Сердце Гумилева пропустило несколько ударов.
– Подождите, профессор… Я ничего не понимаю. Зачем вы ищете Еву дома, если она в тайге?
– Андрей Львович, как так – Ева в тайге? Это что же, что ж, поехала к нам и не предупредила? И когда ее ждать? Не время сейчас на вертолете летать, можно спугнуть морлоков!
Андрею стало страшно. Он понимал: прежде всего надо убедиться, что этот старик – не какой-то шут, а настоящий профессор Покровский, что он действительно в Хабаровске, что он, в конце концов, говорит правду – и только потом давать волю эмоциям, но страх был сильнее рассудка.
– Алло! Алло! Андрей Львович! Алло! Ну вот, и здесь неполадки со связью, – бормотал в трубку Покровский.
– Да-да, я здесь. Профессор, Ева должна была появиться у вас на базе в ночь на семнадцатое августа, во время новолуния.
– Ну да, семнадцатого к нам прилетела очередная группа ученых. Но, извините, вашей жены там не было! – старческий голос звучал расстроенно и слегка напряженно: похоже, Покровский не мог понять, то ли Гумилев так шутит, то ли действительно надо волноваться. – Я все-таки не страдаю склерозом!
– Но она присылала мне письма! Каждые три дня, с вертолетом! Пилот отправлял их из Хабаровска!

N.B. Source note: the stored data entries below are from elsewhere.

//! Debounced parsing of editor input
//!
//! Every keystroke reschedules a single pending parse. When the timer
//! fires the parse reads whatever the store holds at that moment, so a
//! result computed from stale text can never be dispatched.

use crate::loader::{CardDataSource, CardStore, DatabaseCache, LoadedDatabase};
use crate::logger::Logger;
use crate::session::pipeline::{parse_deck, MIN_PARSE_LENGTH};
use crate::session::state::{reduce, DeckAction, DeckState};
use std::future::Future;
use std::sync::{Arc, Mutex, MutexGuard};
use std::time::Duration;
use tokio::task::JoinHandle;

const LOG_CATEGORY: &str = "parse";

/// Default quiet period before an edit is parsed
pub const DEFAULT_DEBOUNCE: Duration = Duration::from_millis(400);

#[derive(Debug, Clone, Copy, PartialEq, Eq)]
pub struct SessionOptions {
    pub debounce: Duration,
    pub min_length: usize,
    pub enabled: bool,
}

impl Default for SessionOptions {
    fn default() -> Self {
        SessionOptions {
            debounce: DEFAULT_DEBOUNCE,
            min_length: MIN_PARSE_LENGTH,
            enabled: true,
        }
    }
}

/// Shared deck state; all changes go through `dispatch`
///
/// The store counts changes to the parse inputs (deck list and custom
/// commander URL). A parse result is only accepted while the count it was
/// read at is still current.
#[derive(Debug, Default)]
pub struct DeckStore {
    inner: Mutex<Revisioned>,
}

#[derive(Debug, Default)]
struct Revisioned {
    state: DeckState,
    revision: u64,
}

/// Parse inputs as read from the store
#[derive(Debug, Clone, PartialEq, Eq)]
pub struct ParseInput {
    pub revision: u64,
    pub deck_list: String,
    pub custom_commander_url: String,
}

impl DeckStore {
    pub fn new(state: DeckState) -> Self {
        DeckStore {
            inner: Mutex::new(Revisioned { state, revision: 0 }),
        }
    }

    pub fn dispatch(&self, action: DeckAction) {
        let mut guard = self.lock();
        let current = std::mem::take(&mut guard.state);
        let deck_list = current.deck_list.clone();
        let commander_url = current.custom_commander_url.clone();
        let next = reduce(current, action);
        if next.deck_list != deck_list || next.custom_commander_url != commander_url {
            guard.revision += 1;
        }
        guard.state = next;
    }

    /// Dispatch only if the parse inputs have not changed since `revision`
    pub fn dispatch_if_current(&self, revision: u64, action: DeckAction) -> bool {
        let mut guard = self.lock();
        if guard.revision != revision {
            return false;
        }
        let current = std::mem::take(&mut guard.state);
        guard.state = reduce(current, action);
        true
    }

    /// Current parse inputs with their revision
    pub fn parse_input(&self) -> ParseInput {
        let guard = self.lock();
        ParseInput {
            revision: guard.revision,
            deck_list: guard.state.deck_list.clone(),
            custom_commander_url: guard.state.custom_commander_url.clone(),
        }
    }

    pub fn revision(&self) -> u64 {
        self.lock().revision
    }

    /// Snapshot of the current state
    pub fn state(&self) -> DeckState {
        self.lock().state.clone()
    }

    /// Read the state without cloning it
    pub fn with_state<R>(&self, f: impl FnOnce(&DeckState) -> R) -> R {
        f(&self.lock().state)
    }

    fn lock(&self) -> MutexGuard<'_, Revisioned> {
        self.inner.lock().unwrap_or_else(|e| e.into_inner())
    }
}

/// Anything that can hand out the current database snapshot
pub trait DatabaseProvider: Send + Sync + 'static {
    fn snapshot(&self) -> Option<Arc<LoadedDatabase>>;
}

impl<S, C> DatabaseProvider for DatabaseCache<S, C>
where
    S: CardDataSource,
    C: CardStore,
{
    fn snapshot(&self) -> Option<Arc<LoadedDatabase>> {
        DatabaseCache::snapshot(self)
    }
}

impl DatabaseProvider for Arc<LoadedDatabase> {
    fn snapshot(&self) -> Option<Arc<LoadedDatabase>> {
        Some(Arc::clone(self))
    }
}

/// Runs at most one delayed task; scheduling again cancels the pending one
#[derive(Debug)]
pub struct Debouncer {
    delay: Duration,
    pending: Option<JoinHandle<()>>,
}

impl Debouncer {
    pub fn new(delay: Duration) -> Self {
        Debouncer {
            delay,
            pending: None,
        }
    }

    pub fn schedule<F>(&mut self, task: F)
    where
        F: Future<Output = ()> + Send + 'static,
    {
        self.cancel();
        let delay = self.delay;
        self.pending = Some(tokio::spawn(async move {
            tokio::time::sleep(delay).await;
            task.await;
        }));
    }

    pub fn cancel(&mut self) {
        if let Some(handle) = self.pending.take() {
            handle.abort();
        }
    }

    pub fn is_pending(&self) -> bool {
        self.pending.as_ref().is_some_and(|h| !h.is_finished())
    }
}

impl Drop for Debouncer {
    fn drop(&mut self) {
        self.cancel();
    }
}

/// Keeps the resolved deck in sync with the editor text
pub struct AutoParser<P> {
    store: Arc<DeckStore>,
    provider: Arc<P>,
    logger: Arc<Logger>,
    options: SessionOptions,
    debouncer: Debouncer,
}

impl<P: DatabaseProvider> AutoParser<P> {
    pub fn new(
        store: Arc<DeckStore>,
        provider: Arc<P>,
        logger: Arc<Logger>,
        options: SessionOptions,
    ) -> Self {
        AutoParser {
            store,
            provider,
            logger,
            debouncer: Debouncer::new(options.debounce),
            options,
        }
    }

    pub fn store(&self) -> &Arc<DeckStore> {
        &self.store
    }

    /// Record new editor text and schedule a parse
    pub fn on_input(&mut self, text: &str) {
        self.store.dispatch(DeckAction::SetDeckList(text.to_string()));
        self.schedule();
    }

    /// The custom commander is part of the parse output, so a change re-parses
    pub fn on_custom_commander_url(&mut self, url: &str) {
        self.store
            .dispatch(DeckAction::SetCustomCommanderUrl(url.to_string()));
        self.schedule();
    }

    /// Parse immediately, dropping any pending parse
    ///
    /// Returns whether a result was dispatched.
    pub fn parse_now(&mut self) -> bool {
        self.debouncer.cancel();
        run_parse(&self.store, self.provider.as_ref(), &self.logger, self.options)
    }

    pub fn is_pending(&self) -> bool {
        self.debouncer.is_pending()
    }

    fn schedule(&mut self) {
        if !self.options.enabled {
            return;
        }
        let store = Arc::clone(&self.store);
        let provider = Arc::clone(&self.provider);
        let logger = Arc::clone(&self.logger);
        let options = self.options;
        self.debouncer.schedule(async move {
            run_parse(&store, provider.as_ref(), &logger, options);
        });
    }
}

fn run_parse<P: DatabaseProvider>(
    store: &DeckStore,
    provider: &P,
    logger: &Logger,
    options: SessionOptions,
) -> bool {
    if !options.enabled {
        return false;
    }
    let Some(loaded) = provider.snapshot() else {
        logger.verbose(LOG_CATEGORY, "Card database not loaded yet; skipping parse");
        return false;
    };

    let input = store.parse_input();

    match parse_deck(
        &input.deck_list,
        &input.custom_commander_url,
        &loaded,
        options.min_length,
    ) {
        Ok(result) => {
            let summary = format!(
                "Parsed {} cards, {} extras, {} errors",
                result.cards.len(),
                result.extras.len(),
                result.error_cards.len()
            );
            if !store.dispatch_if_current(input.revision, DeckAction::ParseComplete(result)) {
                logger.verbose(LOG_CATEGORY, "Input changed during parse; dropping result");
                return false;
            }
            logger.verbose(LOG_CATEGORY, &summary);
            true
        }
        Err(e) => {
            logger.minimal(LOG_CATEGORY, &format!("Parse error: {e}"));
            false
        }
    }
}

#[cfg(test)]
mod tests {
    use super::*;
    use crate::core::{FatesealCard, Print, PrintImages};
    use crate::loader::CardDatabase;

    fn loaded() -> Arc<LoadedDatabase> {
        let mut db = CardDatabase::new();
        db.insert(FatesealCard {
            name: "Sol Ring".to_string(),
            prints: vec![Print {
                id: "sol".to_string(),
                set: "cmm".to_string(),
                collector_number: "410".to_string(),
                foil: false,
                etched: false,
                images: PrintImages::front("https://img/sol.jpg"),
                associated_cards: vec![],
            }],
        });
        Arc::new(LoadedDatabase::from_database(db, None))
    }

    fn parser(options: SessionOptions) -> (AutoParser<Arc<LoadedDatabase>>, Arc<Logger>) {
        let logger = Arc::new(Logger::capturing());
        let parser = AutoParser::new(
            Arc::new(DeckStore::default()),
            Arc::new(loaded()),
            Arc::clone(&logger),
            options,
        );
        (parser, logger)
    }

    #[tokio::test(start_paused = true)]
    async fn test_only_last_input_is_parsed() {
        let (mut parser, _) = parser(SessionOptions::default());

        parser.on_input("1 So");
        tokio::time::sleep(Duration::from_millis(100)).await;
        parser.on_input("1 Sol Rin");
        tokio::time::sleep(Duration::from_millis(100)).await;
        parser.on_input("2 Sol Ring");
        assert!(parser.store().state().cards.is_empty());

        tokio::time::sleep(Duration::from_millis(399)).await;
        assert!(parser.store().state().cards.is_empty());

        tokio::time::sleep(Duration::from_millis(2)).await;
        let state = parser.store().state();
        assert_eq!(state.deck_list, "2 Sol Ring");
        assert_eq!(state.card_count(), 2);
        assert_eq!(state.error_count(), 0);
    }

    #[tokio::test(start_paused = true)]
    async fn test_parse_error_leaves_state() {
        let (mut parser, logger) = parser(SessionOptions::default());

        parser.on_input("1 Sol Ring");
        assert!(parser.parse_now());
        assert_eq!(parser.store().state().card_count(), 1);

        parser.on_input("0 Sol Ring");
        tokio::time::sleep(Duration::from_millis(500)).await;

        let state = parser.store().state();
        assert_eq!(state.deck_list, "0 Sol Ring");
        assert_eq!(state.card_count(), 1);
        assert!(logger.contains("Parse error"));
    }

    #[tokio::test(start_paused = true)]
    async fn test_disabled_parser_does_nothing() {
        let (mut parser, _) = parser(SessionOptions {
            enabled: false,
            ..Default::default()
        });

        parser.on_input("1 Sol Ring");
        assert!(!parser.is_pending());
        assert!(!parser.parse_now());
        assert!(parser.store().state().cards.is_empty());
    }

    #[tokio::test(start_paused = true)]
    async fn test_commander_change_reparses() {
        let (mut parser, _) = parser(SessionOptions::default());

        parser.on_input("1 Sol Ring");
        parser.on_custom_commander_url("https://cmd.png");
        tokio::time::sleep(Duration::from_millis(401)).await;

        let state = parser.store().state();
        assert_eq!(state.card_count(), 2);
        assert_eq!(state.cards[0].images.front, "https://cmd.png");
    }

    #[tokio::test]
    async fn test_debouncer_cancel() {
        let mut debouncer = Debouncer::new(Duration::from_secs(60));
        debouncer.schedule(async {});
        assert!(debouncer.is_pending());
        debouncer.cancel();
        assert!(!debouncer.is_pending());
    }

    #[tokio::test(start_paused = true)]
    async fn test_stale_parse_result_is_dropped() {
        let (mut parser, _) = parser(SessionOptions::default());
        let db = loaded();

        // A slow parse of the long list reads its input first
        parser.on_input("1 Sol Ring\n1 Sol Ring\n1 Sol Ring");
        let stale_input = parser.store().parse_input();
        let stale = parse_deck(&stale_input.deck_list, "", &db, MIN_PARSE_LENGTH).unwrap();

        // Meanwhile the user edits and forces a parse
        parser.on_input("1 Sol Ring");
        assert!(parser.parse_now());
        assert_eq!(parser.store().state().card_count(), 1);

        // The slow parse finishes last
        let accepted = parser
            .store()
            .dispatch_if_current(stale_input.revision, DeckAction::ParseComplete(stale));
        assert!(!accepted);

        let state = parser.store().state();
        assert_eq!(state.deck_list, "1 Sol Ring");
        assert_eq!(state.card_count(), 1);
        assert!(!parser.is_pending());
    }

    #[test]
    fn test_revision_tracks_parse_inputs() {
        let store = DeckStore::default();
        assert_eq!(store.revision(), 0);

        store.dispatch(DeckAction::SetDeckName("Burn".to_string()));
        store.dispatch(DeckAction::SetCustomBackUrl("https://back.png".to_string()));
        assert_eq!(store.revision(), 0);

        store.dispatch(DeckAction::SetDeckList("1 Sol Ring".to_string()));
        assert_eq!(store.revision(), 1);
        store.dispatch(DeckAction::SetDeckList("1 Sol Ring".to_string()));
        assert_eq!(store.revision(), 1);

        store.dispatch(DeckAction::SetCustomCommanderUrl("https://cmd.png".to_string()));
        assert_eq!(store.revision(), 2);

        let input = store.parse_input();
        assert_eq!(input.revision, 2);
        assert_eq!(input.deck_list, "1 Sol Ring");
        assert_eq!(input.custom_commander_url, "https://cmd.png");
    }

    #[test]
    fn test_store_dispatch() {
        let store = DeckStore::default();
        store.dispatch(DeckAction::SetDeckName("Burn".to_string()));
        assert_eq!(store.with_state(|s| s.deck_name.clone()), "Burn");
    }
}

– Андрей Львович, голубчик! Какой там вертолет раз в три дня! Мы боимся беспокоить морлоков! Я сам добирался сюда на перекладных – сначала на джипе, потом…
– Подождите! – властно прервал его Гумилев. – Я видел видеозаписи! В том числе этих ваших морлоков. И как минимум две записи, на которых моя жена таскает на руках маленькую рыжую гориллу!

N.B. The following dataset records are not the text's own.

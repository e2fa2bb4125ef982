//! Where the card database comes from and where it is kept
//!
//! `CardDataSource` is the remote side: a freshness marker plus the full
//! database payload, fetched with byte-level progress. `CardStore` is the
//! local last-known-good snapshot. Both ship with file-system
//! implementations; anything that can "fetch bytes, report progress"
//! can stand in for the source.

use crate::core::CardData;
use crate::{FatesealError, Result};
use serde::{Deserialize, Serialize};
use std::future::Future;
use std::path::{Path, PathBuf};
use std::time::{SystemTime, UNIX_EPOCH};
use tokio::io::AsyncReadExt;

/// File name of the database payload
pub const CARDS_FILE: &str = "cards.json";
/// File name of the freshness marker
pub const VERSION_FILE: &str = "last-updated.json";
/// File name of the stored snapshot metadata
pub const META_FILE: &str = "meta.json";

const READ_CHUNK: usize = 64 * 1024;

/// Bytes received so far out of the advertised total
#[derive(Debug, Clone, Copy, PartialEq, Eq)]
pub struct DownloadProgress {
    pub received: u64,
    pub total: u64,
}

impl DownloadProgress {
    /// Percentage in 0..=100
    pub fn percent(&self) -> f64 {
        if self.total == 0 {
            return 0.0;
        }
        (self.received as f64 / self.total as f64 * 100.0).min(100.0)
    }
}

/// Freshness marker document: `{"lastUpdated": "..."}`
#[derive(Debug, Clone, PartialEq, Eq, Serialize, Deserialize)]
#[serde(rename_all = "camelCase")]
pub struct VersionInfo {
    pub last_updated: String,
}

/// Metadata stored next to a cached snapshot
#[derive(Debug, Clone, PartialEq, Eq, Serialize, Deserialize)]
#[serde(rename_all = "camelCase")]
pub struct CacheMeta {
    pub version: String,
    /// Milliseconds since the Unix epoch
    pub last_checked: u64,
    pub card_count: usize,
}

/// Remote origin of the card database
pub trait CardDataSource: Send + Sync + 'static {
    /// Current version string of the published database
    fn fetch_version(&self) -> impl Future<Output = Result<String>> + Send;

    /// Download the full database; `on_progress` is called only when the
    /// total size is known
    fn fetch_card_data<F>(&self, on_progress: F) -> impl Future<Output = Result<CardData>> + Send
    where
        F: FnMut(DownloadProgress) + Send;
}

/// Local persistent snapshot of the card database
pub trait CardStore: Send + Sync + 'static {
    fn load_cards(&self) -> impl Future<Output = Result<Option<CardData>>> + Send;

    fn stored_version(&self) -> impl Future<Output = Result<Option<String>>> + Send;

    fn store(&self, data: &CardData, version: &str) -> impl Future<Output = Result<()>> + Send;

    fn clear(&self) -> impl Future<Output = Result<()>> + Send;
}

/// Source reading `cards.json` and `last-updated.json` from a directory
#[derive(Debug, Clone)]
pub struct FileSource {
    root: PathBuf,
}

impl FileSource {
    pub fn new(root: impl Into<PathBuf>) -> Self {
        FileSource { root: root.into() }
    }

    pub fn root(&self) -> &Path {
        &self.root
    }
}

impl CardDataSource for FileSource {
    async fn fetch_version(&self) -> Result<String> {
        let path = self.root.join(VERSION_FILE);
        let contents = tokio::fs::read_to_string(&path).await?;
        let info: VersionInfo = serde_json::from_str(&contents)?;
        Ok(info.last_updated)
    }

    async fn fetch_card_data<F>(&self, mut on_progress: F) -> Result<CardData>
    where
        F: FnMut(DownloadProgress) + Send,
    {
        let path = self.root.join(CARDS_FILE);
        let mut file = tokio::fs::File::open(&path).await?;
        let total = file.metadata().await?.len();

        let mut bytes = Vec::with_capacity(usize::try_from(total).unwrap_or(0));
        let mut chunk = vec![0u8; READ_CHUNK];
        loop {
            let n = file.read(&mut chunk).await?;
            if n == 0 {
                break;
            }
            bytes.extend_from_slice(&chunk[..n]);
            if total > 0 {
                on_progress(DownloadProgress {
                    received: bytes.len() as u64,
                    total,
                });
            }
        }

        Ok(serde_json::from_slice(&bytes)?)
    }
}

/// Store keeping `cards.json` and `meta.json` in a cache directory
#[derive(Debug, Clone)]
pub struct DiskStore {
    dir: PathBuf,
}

impl DiskStore {
    pub fn new(dir: impl Into<PathBuf>) -> Self {
        DiskStore { dir: dir.into() }
    }

    pub fn dir(&self) -> &Path {
        &self.dir
    }

    /// Read the snapshot metadata, if any
    pub async fn meta(&self) -> Result<Option<CacheMeta>> {
        match read_optional(&self.dir.join(META_FILE)).await? {
            Some(contents) => Ok(Some(serde_json::from_str(&contents)?)),
            None => Ok(None),
        }
    }

    /// Write through a temporary file so readers never see a partial file
    async fn write_replace(&self, name: &str, contents: Vec<u8>) -> Result<()> {
        let target = self.dir.join(name);
        let temp = self.dir.join(format!("{name}.tmp"));
        tokio::fs::write(&temp, contents).await?;
        tokio::fs::rename(&temp, &target).await?;
        Ok(())
    }
}

impl CardStore for DiskStore {
    async fn load_cards(&self) -> Result<Option<CardData>> {
        match read_optional(&self.dir.join(CARDS_FILE)).await? {
            Some(contents) => Ok(Some(serde_json::from_str(&contents)?)),
            None => Ok(None),
        }
    }

    async fn stored_version(&self) -> Result<Option<String>> {
        Ok(self.meta().await?.map(|meta| meta.version))
    }

    async fn store(&self, data: &CardData, version: &str) -> Result<()> {
        tokio::fs::create_dir_all(&self.dir).await?;

        let meta = CacheMeta {
            version: version.to_string(),
            last_checked: now_millis(),
            card_count: data.len(),
        };
        self.write_replace(CARDS_FILE, serde_json::to_vec(data)?)
            .await?;
        self.write_replace(META_FILE, serde_json::to_vec_pretty(&meta)?)
            .await
    }

    async fn clear(&self) -> Result<()> {
        for name in [CARDS_FILE, META_FILE] {
            match tokio::fs::remove_file(self.dir.join(name)).await {
                Ok(()) => {}
                Err(e) if e.kind() == std::io::ErrorKind::NotFound => {}
                Err(e) => return Err(FatesealError::IoError(e)),
            }
        }
        Ok(())
    }
}

async fn read_optional(path: &Path) -> Result<Option<String>> {
    match tokio::fs::read_to_string(path).await {
        Ok(contents) => Ok(Some(contents)),
        Err(e) if e.kind() == std::io::ErrorKind::NotFound => Ok(None),
        Err(e) => Err(FatesealError::IoError(e)),
    }
}

fn now_millis() -> u64 {
    SystemTime::now()
        .duration_since(UNIX_EPOCH)
        .map(|d| d.as_millis() as u64)
        .unwrap_or(0)
}

#[cfg(test)]
mod tests {
    use super::*;

    #[test]
    fn test_progress_percent() {
        let p = DownloadProgress {
            received: 50,
            total: 200,
        };
        assert_eq!(p.percent(), 25.0);

        let unknown = DownloadProgress {
            received: 50,
            total: 0,
        };
        assert_eq!(unknown.percent(), 0.0);
    }

    #[test]
    fn test_version_info_field_name() {
        let info: VersionInfo =
            serde_json::from_str(r#"{"lastUpdated": "2026-10-01T00:00:00Z"}"#).unwrap();
        assert_eq!(info.last_updated, "2026-10-01T00:00:00Z");
    }

    #[test]
    fn test_cache_meta_field_names() {
        let meta = CacheMeta {
            version: "v1".to_string(),
            last_checked: 5,
            card_count: 2,
        };
        let json = serde_json::to_string(&meta).unwrap();
        assert_eq!(json, r#"{"version":"v1","lastChecked":5,"cardCount":2}"#);
    }
}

– Это не горилла. Это Рыжик – детеныш снежного человека. Наша уникальная находка! – нащупав тему, в которой он чувствовал себя уверенно, профессор, наконец, перестал бормотать и заговорил твердым голосом. – Только его сейчас даже наши грузчики на руки не поднимут – он за лето вымахал так, что теперь весит не меньше центнера! Это Ева его еще по весне нянчила, когда он совсем крохой был, даже говорить не умел…
– Но она сообщала в письмах новости о вашей жизни! – не желал сдаваться Андрей. – Как какой-то Васькин разрисовал лицо краской на манер морлоков и ходил пугал всех на станции. Как кто-то запаролил вход в туалет!
– Да, было такое. Летом – мы об этом Еве писали. Сама она этого не видела. Андрей Львович, – профессор сделал печальную паузу, – регулярная связь с базой стала невозможной после того, как вышел из строя спутник. Ева никак не могла отправлять вам письма. Никак.